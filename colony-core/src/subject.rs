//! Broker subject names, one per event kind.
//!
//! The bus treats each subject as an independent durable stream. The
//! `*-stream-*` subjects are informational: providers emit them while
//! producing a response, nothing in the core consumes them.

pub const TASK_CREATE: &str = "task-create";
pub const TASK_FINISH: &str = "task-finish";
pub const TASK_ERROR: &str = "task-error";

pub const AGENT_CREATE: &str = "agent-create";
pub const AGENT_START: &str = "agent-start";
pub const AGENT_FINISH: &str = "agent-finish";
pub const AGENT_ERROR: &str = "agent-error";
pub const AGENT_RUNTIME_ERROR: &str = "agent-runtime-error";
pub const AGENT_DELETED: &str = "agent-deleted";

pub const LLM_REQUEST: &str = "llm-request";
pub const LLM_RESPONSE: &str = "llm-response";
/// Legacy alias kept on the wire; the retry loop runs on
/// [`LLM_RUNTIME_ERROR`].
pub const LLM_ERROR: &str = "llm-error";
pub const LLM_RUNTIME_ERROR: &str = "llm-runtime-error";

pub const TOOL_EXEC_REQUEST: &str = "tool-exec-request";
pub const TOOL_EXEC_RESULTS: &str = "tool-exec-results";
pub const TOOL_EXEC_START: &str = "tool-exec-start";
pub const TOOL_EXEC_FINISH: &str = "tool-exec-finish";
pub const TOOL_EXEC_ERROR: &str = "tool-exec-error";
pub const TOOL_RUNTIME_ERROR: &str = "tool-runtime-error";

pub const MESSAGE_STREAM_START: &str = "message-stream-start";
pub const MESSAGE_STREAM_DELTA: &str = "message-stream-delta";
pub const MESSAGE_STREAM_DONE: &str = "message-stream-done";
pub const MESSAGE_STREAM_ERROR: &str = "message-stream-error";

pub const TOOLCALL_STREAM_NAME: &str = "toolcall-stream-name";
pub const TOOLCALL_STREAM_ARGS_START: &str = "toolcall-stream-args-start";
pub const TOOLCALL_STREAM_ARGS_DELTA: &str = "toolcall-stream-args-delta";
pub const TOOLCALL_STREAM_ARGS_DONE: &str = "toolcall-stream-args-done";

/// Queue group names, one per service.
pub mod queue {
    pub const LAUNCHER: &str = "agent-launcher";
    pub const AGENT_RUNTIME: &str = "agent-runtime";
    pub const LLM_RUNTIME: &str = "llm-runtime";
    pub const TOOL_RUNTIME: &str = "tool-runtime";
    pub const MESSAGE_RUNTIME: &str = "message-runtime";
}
_ _ _
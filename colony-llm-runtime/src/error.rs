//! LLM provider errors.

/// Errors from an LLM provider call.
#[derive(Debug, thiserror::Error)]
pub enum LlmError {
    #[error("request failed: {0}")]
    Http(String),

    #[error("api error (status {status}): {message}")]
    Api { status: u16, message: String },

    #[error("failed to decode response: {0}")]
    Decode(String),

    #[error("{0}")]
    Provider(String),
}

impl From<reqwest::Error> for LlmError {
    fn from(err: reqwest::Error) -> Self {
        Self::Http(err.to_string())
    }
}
_ _ _
_Action item_
Everything above from the line containing "filename colony-core/src/subject.rs" through the line containing "core consumes them." must be copied exactly. Nothing outside that range belongs in the answer.

_Solution_
filename colony-core/src/subject.rs
//! Broker subject names, one per event kind.
//!
//! The bus treats each subject as an independent durable stream. The
//! `*-stream-*` subjects are informational: providers emit them while
//! producing a response, nothing in the core consumes them.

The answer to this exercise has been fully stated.